Proper ventilation is crucial for maintaining a comfortable and healthy indoor environment in buildings. HVAC systems are used to provide the necessary ventilation in situations where windows alone cannot provide sufficient fresh air ventilation. HVAC systems serve multiple purposes, including circulating heated and cooled air, regulating air quality, and providing proper ventilation by removing stale air through an exhaust vent and introducing clean, fresh air via an intake vent into an indoor environment. Proper ventilation is necessary to maintain a balanced indoor environment, to maintain a comfortable humidity level and remove airborne pollutants. Conventional HVAC systems, however, require air ducts and grills that restrict the size of external windows and disrupt the aesthetics of a room's interior design. Moreover, in a building equipped with aging HVAC equipment, indoor air quality and energy efficiency may be degraded and the equipment itself may be difficult to service or upgrade. It may also be desirable to upgrade or retrofit HVAC systems in older buildings that may not have contemplated modern ventilation needs when originally designed and constructed. However, upgrading of preexisting HVAC equipment is costly and often limited by the existing dimensions of window openings and venting connections at the installation site.

Other disadvantages of conventional HVAC systems include unsightly bulky internal and external appearances, lack of air tightness resulting in discomforting air drafts, loss of energy and a correspondingly high cost to operate.

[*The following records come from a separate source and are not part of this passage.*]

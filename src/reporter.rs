//! Reporter (component G, §4.G) — retention/gap statistics and the
//! in-process VCF rewriter that replaces the original tool's `grep`/`awk`
//! shell-out (§2.1, §9).

use std::collections::HashSet;
use std::fs::File;
use std::io::{BufRead, BufReader, BufWriter, Write};
use std::path::Path;

use tracing::info;

use crate::err::InputError;
use crate::slot::Slot;

/// Min/mean/max of the gaps between consecutive positions in a sequence.
#[derive(Debug, Clone, Copy, PartialEq)]
pub struct GapStats {
    pub min: u64,
    pub mean: f64,
    pub max: u64,
}

impl GapStats {
    fn of(positions: &[u64]) -> Option<Self> {
        if positions.len() < 2 {
            return None;
        }
        let gaps: Vec<u64> = positions.windows(2).map(|w| w[1] - w[0] - 1).collect();
        let min = *gaps.iter().min().unwrap();
        let max = *gaps.iter().max().unwrap();
        let mean = gaps.iter().sum::<u64>() as f64 / gaps.len() as f64;
        Some(Self { min, mean, max })
    }
}

/// Summary of one reduction run (§4.G).
#[derive(Debug, Clone)]
pub struct Report {
    pub retained_positions: usize,
    pub retained_variants: u64,
    pub retained_snp_variants: u64,
    pub gaps_before: Option<GapStats>,
    pub gaps_after: Option<GapStats>,
}

/// Build the retention/gap report from a fully-annotated slot sequence.
pub fn build_report(slots: &[Slot]) -> Report {
    let all_positions: Vec<u64> = slots.iter().map(|s| s.pos).collect();
    let retained_positions: Vec<u64> = slots.iter().filter(|s| s.retained).map(|s| s.pos).collect();

    let report = Report {
        retained_positions: retained_positions.len(),
        retained_variants: slots.iter().filter(|s| s.retained).map(|s| s.count).sum(),
        retained_snp_variants: slots
            .iter()
            .filter(|s| s.retained)
            .map(|s| s.snp_count)
            .sum(),
        gaps_before: GapStats::of(&all_positions),
        gaps_after: GapStats::of(&retained_positions),
    };

    info!(
        retained_positions = report.retained_positions,
        retained_variants = report.retained_variants,
        retained_snp_variants = report.retained_snp_variants,
        "reporter: retention summary"
    );

    report
}

fn fmt_gaps(gaps: Option<GapStats>) -> String {
    match gaps {
        Some(g) => format!("min={} mean={:.2} max={}", g.min, g.mean, g.max),
        None => "n/a".to_string(),
    }
}

/// Print the human-facing summary a subcommand hands back to the user
/// (§4.G): retention counts plus before/after gap statistics.
pub fn print_summary(report: &Report) {
    println!("retained positions: {}", report.retained_positions);
    println!("retained variants: {}", report.retained_variants);
    println!("retained SNP variants: {}", report.retained_snp_variants);
    println!("gap stats (all slots): {}", fmt_gaps(report.gaps_before));
    println!("gap stats (retained only): {}", fmt_gaps(report.gaps_after));
}

/// Stream `vcf_path` once, writing two files under `prefix`:
/// `<prefix>.inputrecords.vcf` (every row for `chr`) and
/// `<prefix>.retainedrecords.vcf` (rows whose POS is a retained slot).
/// Retained positions are matched via a `HashSet`, replacing the original
/// tool's `grep`/`awk` pipeline (§2.1, §9).
pub fn rewrite_vcf(
    vcf_path: &Path,
    chr: &str,
    slots: &[Slot],
    prefix: &Path,
) -> Result<(), InputError> {
    let retained: HashSet<u64> = slots.iter().filter(|s| s.retained).map(|s| s.pos).collect();

    let input_path = with_suffix(prefix, "inputrecords.vcf");
    let retained_path = with_suffix(prefix, "retainedrecords.vcf");

    let file = File::open(vcf_path).map_err(|source| InputError::Unreadable {
        path: vcf_path.to_path_buf(),
        source,
    })?;
    let reader = BufReader::new(file);

    let mut input_writer =
        BufWriter::new(
            File::create(&input_path).map_err(|source| InputError::Unreadable {
                path: input_path.clone(),
                source,
            })?,
        );
    let mut retained_writer =
        BufWriter::new(
            File::create(&retained_path).map_err(|source| InputError::Unreadable {
                path: retained_path.clone(),
                source,
            })?,
        );

    for line in reader.lines() {
        let line = line.map_err(|source| InputError::Unreadable {
            path: vcf_path.to_path_buf(),
            source,
        })?;

        if line.starts_with('#') {
            writeln!(input_writer, "{line}").ok();
            writeln!(retained_writer, "{line}").ok();
            continue;
        }

        let mut fields = line.split('\t');
        let Some(chrom) = fields.next() else { continue };
        if chrom != chr {
            continue;
        }
        let Some(pos) = fields.next().and_then(|p| p.parse::<u64>().ok()) else {
            continue;
        };

        writeln!(input_writer, "{line}").ok();
        if retained.contains(&pos) {
            writeln!(retained_writer, "{line}").ok();
        }
    }

    info!(
        input = %input_path.display(),
        retained = %retained_path.display(),
        "reporter: wrote rewritten VCFs"
    );

    Ok(())
}

fn with_suffix(prefix: &Path, suffix: &str) -> std::path::PathBuf {
    let mut s = prefix.as_os_str().to_os_string();
    s.push(".");
    s.push(suffix);
    s.into()
}
//! ILP/LP Optimizer (component F, §4.F).
//!
//! Builds `max c·x` subject to the windowed penalty constraints and dispatches
//! it to `good_lp`'s bundled `coin_cbc` backend; the core only owns the
//! coefficient assembly.

use good_lp::{
    Expression, ProblemVariables, Solution, SolverModel, Variable, constraint, variable,
};

use crate::err::SolverError;
use crate::slot::Slot;

/// Which quantity the objective maximises over the retained slots.
#[derive(Debug, Clone, Copy, PartialEq, Eq)]
pub enum Objective {
    /// Maximise total retained variant count (the default).
    VariantCount,
    /// Maximise count of retained positions (`--pos`).
    PositionCount,
}

/// Window lower bound `lo(i)`: smallest slot index j with `pos[j] > reach[i]`.
fn window_lo(positions: &[u64], reach: u64) -> usize {
    positions.partition_point(|&p| p <= reach)
}

/// Solve the binary ILP and write the result into `slots[i].retained`.
pub fn solve_ilp(slots: &mut [Slot], delta: u64, objective: Objective) -> Result<(), SolverError> {
    let n = slots.len();
    if n == 0 {
        return Ok(());
    }
    let positions: Vec<u64> = slots.iter().map(|s| s.pos).collect();

    let mut problem = ProblemVariables::new();
    let x: Vec<Variable> = problem.add_vector(variable().binary(), n);

    let mut objective_expr = Expression::from(0.0);
    for (i, &xi) in x.iter().enumerate() {
        let weight = match objective {
            Objective::VariantCount => slots[i].count as f64,
            Objective::PositionCount => 1.0,
        };
        objective_expr += weight * xi;
    }

    let mut model = problem
        .maximise(objective_expr)
        .using(good_lp::default_solver);

    for i in 0..n {
        let lo = window_lo(&positions, slots[i].reach);
        let mut lhs = Expression::from(0.0);
        for j in lo..=i {
            lhs += slots[j].penalty as f64 * x[j];
        }
        model = model.with(constraint!(lhs <= delta as f64));
    }

    let solution = model.solve().map_err(translate_error)?;

    for (i, &xi) in x.iter().enumerate() {
        slots[i].retained = solution.value(xi) < 0.5;
    }
    Ok(())
}

/// Window lower bound matching `p[i]-p[j] < alpha` directly (the pure-SNP
/// loader never produces deletion shortcuts, so this is the same window the
/// original `lp_snp` tool scans, not the reach-derived α−1 window).
fn window_lo_by_distance(positions: &[u64], i: usize, alpha: u64) -> usize {
    let bound = positions[i].saturating_sub(alpha);
    positions.partition_point(|&p| p <= bound)
}

/// Solve the LP relaxation (x ∈ [0,1], uniform penalty 1) and repair any
/// rounded assignment that would violate a window budget by forcing
/// retention — an LP relaxation's rounded solution is not guaranteed
/// feasible, so this is a conservative repair pass (§9 Open Question).
pub fn solve_lp_relaxation(slots: &mut [Slot], alpha: u64, delta: u64) -> Result<(), SolverError> {
    let n = slots.len();
    if n == 0 {
        return Ok(());
    }
    let positions: Vec<u64> = slots.iter().map(|s| s.pos).collect();

    let mut problem = ProblemVariables::new();
    let x: Vec<Variable> = problem.add_vector(variable().min(0.0).max(1.0), n);

    let mut objective_expr = Expression::from(0.0);
    for (i, &xi) in x.iter().enumerate() {
        objective_expr += slots[i].count as f64 * xi;
    }

    let mut model = problem
        .maximise(objective_expr)
        .using(good_lp::default_solver);

    for i in 0..n {
        let lo = window_lo_by_distance(&positions, i, alpha);
        let mut lhs = Expression::from(0.0);
        for &xj in &x[lo..=i] {
            lhs += xj;
        }
        model = model.with(constraint!(lhs <= delta as f64));
    }

    let solution = model.solve().map_err(translate_error)?;

    for (i, &xi) in x.iter().enumerate() {
        slots[i].retained = solution.value(xi) < 0.5;
    }

    // Repair pass: re-validate each window against the rounded assignment.
    let mut cum = vec![0u64; n + 1];
    for i in 0..n {
        let lo = window_lo_by_distance(&positions, i, alpha);
        let inflight = cum[i] - cum[lo];
        let pen = 1u64;
        if !slots[i].retained && inflight + pen <= delta {
            cum[i + 1] = cum[i] + pen;
        } else {
            slots[i].retained = true;
            cum[i + 1] = cum[i];
        }
    }

    Ok(())
}

fn translate_error(err: good_lp::ResolutionError) -> SolverError {
    match err {
        good_lp::ResolutionError::Infeasible => SolverError::Infeasible,
        good_lp::ResolutionError::Unbounded => SolverError::Unbounded,
        good_lp::ResolutionError::Other(msg) => SolverError::Other(msg.to_string()),
        good_lp::ResolutionError::Str(msg) => SolverError::Other(msg),
    }
}

#[cfg(test)]
mod tests {
    use super::*;
    use crate::reach::compute_reach;
    use crate::slot::VariantSet;

    fn snp_slots(positions: &[(u64, u64)]) -> Vec<Slot> {
        positions
            .iter()
            .map(|&(pos, count)| Slot {
                pos,
                count,
                snp_count: count,
                max_ins: 0,
                max_del: 0,
                snp_present: true,
                penalty: 1,
                reach: 0,
                retained: false,
            })
            .collect()
    }

    #[test]
    fn s5_ilp_strictly_beats_greedy_when_counts_diverge() {
        // alpha=4, delta=2, counts (1,10,1) at positions 1,2,3.
        let mut slots = snp_slots(&[(1, 1), (2, 10), (3, 1)]);
        let variants = VariantSet::default();
        let reach = compute_reach(&slots, &variants, 4).unwrap();
        for (s, r) in slots.iter_mut().zip(reach) {
            s.reach = r;
        }
        solve_ilp(&mut slots, 2, Objective::VariantCount).unwrap();

        // Exactly one slot may be dropped under the window budget; the ILP
        // must keep the count-10 position retained.
        assert!(slots[1].retained);
        let dropped = slots.iter().filter(|s| !s.retained).count();
        assert_eq!(dropped, 1);
    }

    #[test]
    fn ilp_objective_is_at_least_greedy_objective() {
        use crate::optimize::greedy_sweep;

        let mut ilp_slots = snp_slots(&[(1, 1), (2, 10), (3, 1)]);
        let mut greedy_slots = ilp_slots.clone();
        let variants = VariantSet::default();
        let reach = compute_reach(&ilp_slots, &variants, 4).unwrap();
        for (s, r) in ilp_slots.iter_mut().zip(reach.iter()) {
            s.reach = *r;
        }
        for (s, r) in greedy_slots.iter_mut().zip(reach) {
            s.reach = r;
        }

        solve_ilp(&mut ilp_slots, 2, Objective::VariantCount).unwrap();
        greedy_sweep(&mut greedy_slots, 2);

        let ilp_obj: u64 = ilp_slots
            .iter()
            .filter(|s| !s.retained)
            .map(|s| s.count)
            .sum();
        let greedy_obj: u64 = greedy_slots
            .iter()
            .filter(|s| !s.retained)
            .map(|s| s.count)
            .sum();
        assert!(ilp_obj >= greedy_obj);
    }

    #[test]
    fn lp_relaxation_weighs_objective_by_count_not_uniformly() {
        // alpha=4, delta=2, counts (1,10,1) at positions 1,2,3: the only
        // admissible single drop that maximises the weighted objective must
        // keep the count-10 position retained, same as the ILP.
        let mut slots = snp_slots(&[(1, 1), (2, 10), (3, 1)]);
        solve_lp_relaxation(&mut slots, 4, 2).unwrap();

        assert!(slots[1].retained);
        let dropped = slots.iter().filter(|s| !s.retained).count();
        assert_eq!(dropped, 1);
    }

    #[test]
    fn lp_relaxation_window_matches_direct_distance_formula() {
        // alpha=3: p[i]-p[j] < 3 admits j at distance 1 or 2. A single
        // variant at position 1 and one at position 3 fall in the same
        // window (3-1=2 < 3), so both cannot be dropped under delta=1.
        let mut slots = snp_slots(&[(1, 1), (3, 1)]);
        solve_lp_relaxation(&mut slots, 3, 1).unwrap();

        let dropped = slots.iter().filter(|s| !s.retained).count();
        assert_eq!(dropped, 1);
    }
}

Thus it is desirable to provide a window-based HVAC system that can be used in new construction or that can be retrofit to an existing building, without reducing window sightlines, and that can be installed easily from the building's interior and connected to venting infrastructure or HVAC equipment without the need for costly and time-consuming modifications to the building or the venting infrastructure. By providing an efficient way to install intake and exhaust vents in existing walls or window openings, building owners and occupants can enjoy improved indoor air quality, temperature and humidity regulation, and energy efficiency.

BRIEF SUMMARY OF THE INVENTION

In order to overcome and mitigate the deficiencies noted above with conventional HVAC systems, this disclosure presents a convenient solution for installing a ventilation system in a new building or for upgrading an aging HVAC system in an existing building. The solution includes separate but connectable components, including a hooded vent unit and a plenum box.

In an embodiment, the hooded vent described herein provides an efficient and effective solution for residential and commercial buildings, detached houses and similar structures. The vent includes a housing that extends through a window structure or room wall to the outside and features a hood at the portion extending outside the window structure. This hood shape efficiently and effectively prevents infiltration of rain, other precipitation or particles, birds, and insects via the vent opening. Moreover, in contrast to a louver-type vent which occupies a relatively large amount of surface area, the external portion of the hooded vent according to an embodiment of the present invention extends generally horizontal with respect to the window surface, thus occupying less surface area of the window structure. The hooded vent is generally orthogonal to the window structure, such that the air inlet portion of the vent extends generally horizontally and is nearly entirely exposed to the open air thereby allowing for a smaller air opening and a larger window. The vent housing may be made of any durable and weather-resistant materials suitable for withstanding external elements.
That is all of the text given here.